##### Material provided

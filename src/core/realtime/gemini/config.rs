//! Gemini Live API configuration types.
//!
//! Endpoint, model path and the prebuilt voice catalogue.

use serde::{Deserialize, Serialize};
use url::Url;

use crate::core::realtime::base::{RealtimeError, RealtimeResult};

/// Gemini Live bidirectional WebSocket endpoint.
pub const GEMINI_LIVE_URL: &str = "wss://generativelanguage.googleapis.com/ws/google.ai.generativelanguage.v1beta.GenerativeService.BidiGenerateContent";

/// Native-audio model used when none is configured.
pub const GEMINI_DEFAULT_MODEL: &str = "gemini-2.5-flash-native-audio-preview-09-2025";

/// Build the authenticated endpoint URL.
pub fn live_url(base: &str, api_key: &str) -> RealtimeResult<Url> {
    if api_key.trim().is_empty() {
        return Err(RealtimeError::InvalidConfiguration(
            "API key is empty".to_string(),
        ));
    }
    Url::parse_with_params(base, &[("key", api_key)])
        .map_err(|e| RealtimeError::InvalidConfiguration(format!("Invalid endpoint URL: {e}")))
}

/// Model path as the setup message expects it (`models/<id>`).
pub fn model_path(model: &str) -> String {
    if model.starts_with("models/") {
        model.to_string()
    } else {
        format!("models/{model}")
    }
}

// =============================================================================
// Voices
// =============================================================================

/// Prebuilt Gemini voices.
#[derive(Debug, Clone, Copy, PartialEq, Eq, Default, Serialize, Deserialize)]
pub enum GeminiVoice {
    Puck,
    Charon,
    Kore,
    Fenrir,
    Aoede,
    /// Default voice of the assistant persona
    #[default]
    Orus,
    Zephyr,
    Leda,
}

impl GeminiVoice {
    /// Convert to the API parameter value.
    #[inline]
    pub fn as_str(&self) -> &'static str {
        match self {
            Self::Puck => "Puck",
            Self::Charon => "Charon",
            Self::Kore => "Kore",
            Self::Fenrir => "Fenrir",
            Self::Aoede => "Aoede",
            Self::Orus => "Orus",
            Self::Zephyr => "Zephyr",
            Self::Leda => "Leda",
        }
    }

    /// Parse from string, with fallback to default.
    pub fn from_str_or_default(s: &str) -> Self {
        Self::all()
            .iter()
            .copied()
            .find(|voice| voice.as_str().eq_ignore_ascii_case(s.trim()))
            .unwrap_or_default()
    }

    /// Get all available voices.
    pub fn all() -> &'static [Self] {
        &[
            Self::Puck,
            Self::Charon,
            Self::Kore,
            Self::Fenrir,
            Self::Aoede,
            Self::Orus,
            Self::Zephyr,
            Self::Leda,
        ]
    }
}

impl std::fmt::Display for GeminiVoice {
    fn fmt(&self, f: &mut std::fmt::Formatter<'_>) -> std::fmt::Result {
        write!(f, "{}", self.as_str())
    }
}

#[cfg(test)]
mod tests {
    use super::*;

    #[test]
    fn test_live_url_carries_key() {
        let url = live_url(GEMINI_LIVE_URL, "abc123").unwrap();
        assert_eq!(url.scheme(), "wss");
        assert_eq!(url.host_str(), Some("generativelanguage.googleapis.com"));
        assert!(url.query_pairs().any(|(k, v)| k == "key" && v == "abc123"));
    }

    #[test]
    fn test_live_url_rejects_empty_key() {
        let result = live_url(GEMINI_LIVE_URL, "  ");
        assert!(matches!(
            result,
            Err(RealtimeError::InvalidConfiguration(_))
        ));
    }

    #[test]
    fn test_model_path() {
        assert_eq!(model_path("gemini-x"), "models/gemini-x");
        assert_eq!(model_path("models/gemini-x"), "models/gemini-x");
    }

    #[test]
    fn test_voice_parsing() {
        assert_eq!(GeminiVoice::from_str_or_default("kore"), GeminiVoice::Kore);
        assert_eq!(GeminiVoice::from_str_or_default("Orus"), GeminiVoice::Orus);
        assert_eq!(
            GeminiVoice::from_str_or_default("unknown"),
            GeminiVoice::Orus
        );
        assert_eq!(GeminiVoice::all().len(), 8);
        assert_eq!(GeminiVoice::Leda.to_string(), "Leda");
    }
}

##########

**What to do**
Transcribe all of the records exactly.

**Answer to this exercise**
filename src/core/realtime/gemini/config.rs
//! Gemini Live API configuration types.
//!
//! Endpoint, model path and the prebuilt voice catalogue.

use serde::{Deserialize, Serialize};
use url::Url;

use crate::core::realtime::base::{RealtimeError, RealtimeResult};

/// Gemini Live bidirectional WebSocket endpoint.
pub const GEMINI_LIVE_URL: &str = "wss://generativelanguage.googleapis.com/ws/google.ai.generativelanguage.v1beta.GenerativeService.BidiGenerateContent";

/// Native-audio model used when none is configured.
pub const GEMINI_DEFAULT_MODEL: &str = "gemini-2.5-flash-native-audio-preview-09-2025";

/// Build the authenticated endpoint URL.
pub fn live_url(base: &str, api_key: &str) -> RealtimeResult<Url> {
    if api_key.trim().is_empty() {
        return Err(RealtimeError::InvalidConfiguration(
            "API key is empty".to_string(),
        ));
    }
    Url::parse_with_params(base, &[("key", api_key)])
        .map_err(|e| RealtimeError::InvalidConfiguration(format!("Invalid endpoint URL: {e}")))
}

/// Model path as the setup message expects it (`models/<id>`).
pub fn model_path(model: &str) -> String {
    if model.starts_with("models/") {
        model.to_string()
    } else {
        format!("models/{model}")
    }
}

// =============================================================================
// Voices
// =============================================================================

/// Prebuilt Gemini voices.
#[derive(Debug, Clone, Copy, PartialEq, Eq, Default, Serialize, Deserialize)]
pub enum GeminiVoice {
    Puck,
    Charon,
    Kore,
    Fenrir,
    Aoede,
    /// Default voice of the assistant persona
    #[default]
    Orus,
    Zephyr,
    Leda,
}

impl GeminiVoice {
    /// Convert to the API parameter value.
    #[inline]
    pub fn as_str(&self) -> &'static str {
        match self {
            Self::Puck => "Puck",
            Self::Charon => "Charon",
            Self::Kore => "Kore",
            Self::Fenrir => "Fenrir",
            Self::Aoede => "Aoede",
            Self::Orus => "Orus",
            Self::Zephyr => "Zephyr",
            Self::Leda => "Leda",
        }
    }

    /// Parse from string, with fallback to default.
    pub fn from_str_or_default(s: &str) -> Self {
        Self::all()
            .iter()
            .copied()
            .find(|voice| voice.as_str().eq_ignore_ascii_case(s.trim()))
            .unwrap_or_default()
    }

    /// Get all available voices.
    pub fn all() -> &'static [Self] {
        &[
            Self::Puck,
            Self::Charon,
            Self::Kore,
            Self::Fenrir,
            Self::Aoede,
            Self::Orus,
            Self::Zephyr,
            Self::Leda,
        ]
    }
}

impl std::fmt::Display for GeminiVoice {
    fn fmt(&self, f: &mut std::fmt::Formatter<'_>) -> std::fmt::Result {
        write!(f, "{}", self.as_str())
    }
}

#[cfg(test)]
mod tests {
    use super::*;

    #[test]
    fn test_live_url_carries_key() {
        let url = live_url(GEMINI_LIVE_URL, "abc123").unwrap();
        assert_eq!(url.scheme(), "wss");
        assert_eq!(url.host_str(), Some("generativelanguage.googleapis.com"));
        assert!(url.query_pairs().any(|(k, v)| k == "key" && v == "abc123"));
    }

    #[test]
    fn test_live_url_rejects_empty_key() {
        let result = live_url(GEMINI_LIVE_URL, "  ");
        assert!(matches!(
            result,
            Err(RealtimeError::InvalidConfiguration(_))
        ));
    }

    #[test]
    fn test_model_path() {
        assert_eq!(model_path("gemini-x"), "models/gemini-x");
        assert_eq!(model_path("models/gemini-x"), "models/gemini-x");
    }

    #[test]
    fn test_voice_parsing() {
        assert_eq!(GeminiVoice::from_str_or_default("kore"), GeminiVoice::Kore);
        assert_eq!(GeminiVoice::from_str_or_default("Orus"), GeminiVoice::Orus);
        assert_eq!(
            GeminiVoice::from_str_or_default("unknown"),
            GeminiVoice::Orus
        );
        assert_eq!(GeminiVoice::all().len(), 8);
        assert_eq!(GeminiVoice::Leda.to_string(), "Leda");
    }
}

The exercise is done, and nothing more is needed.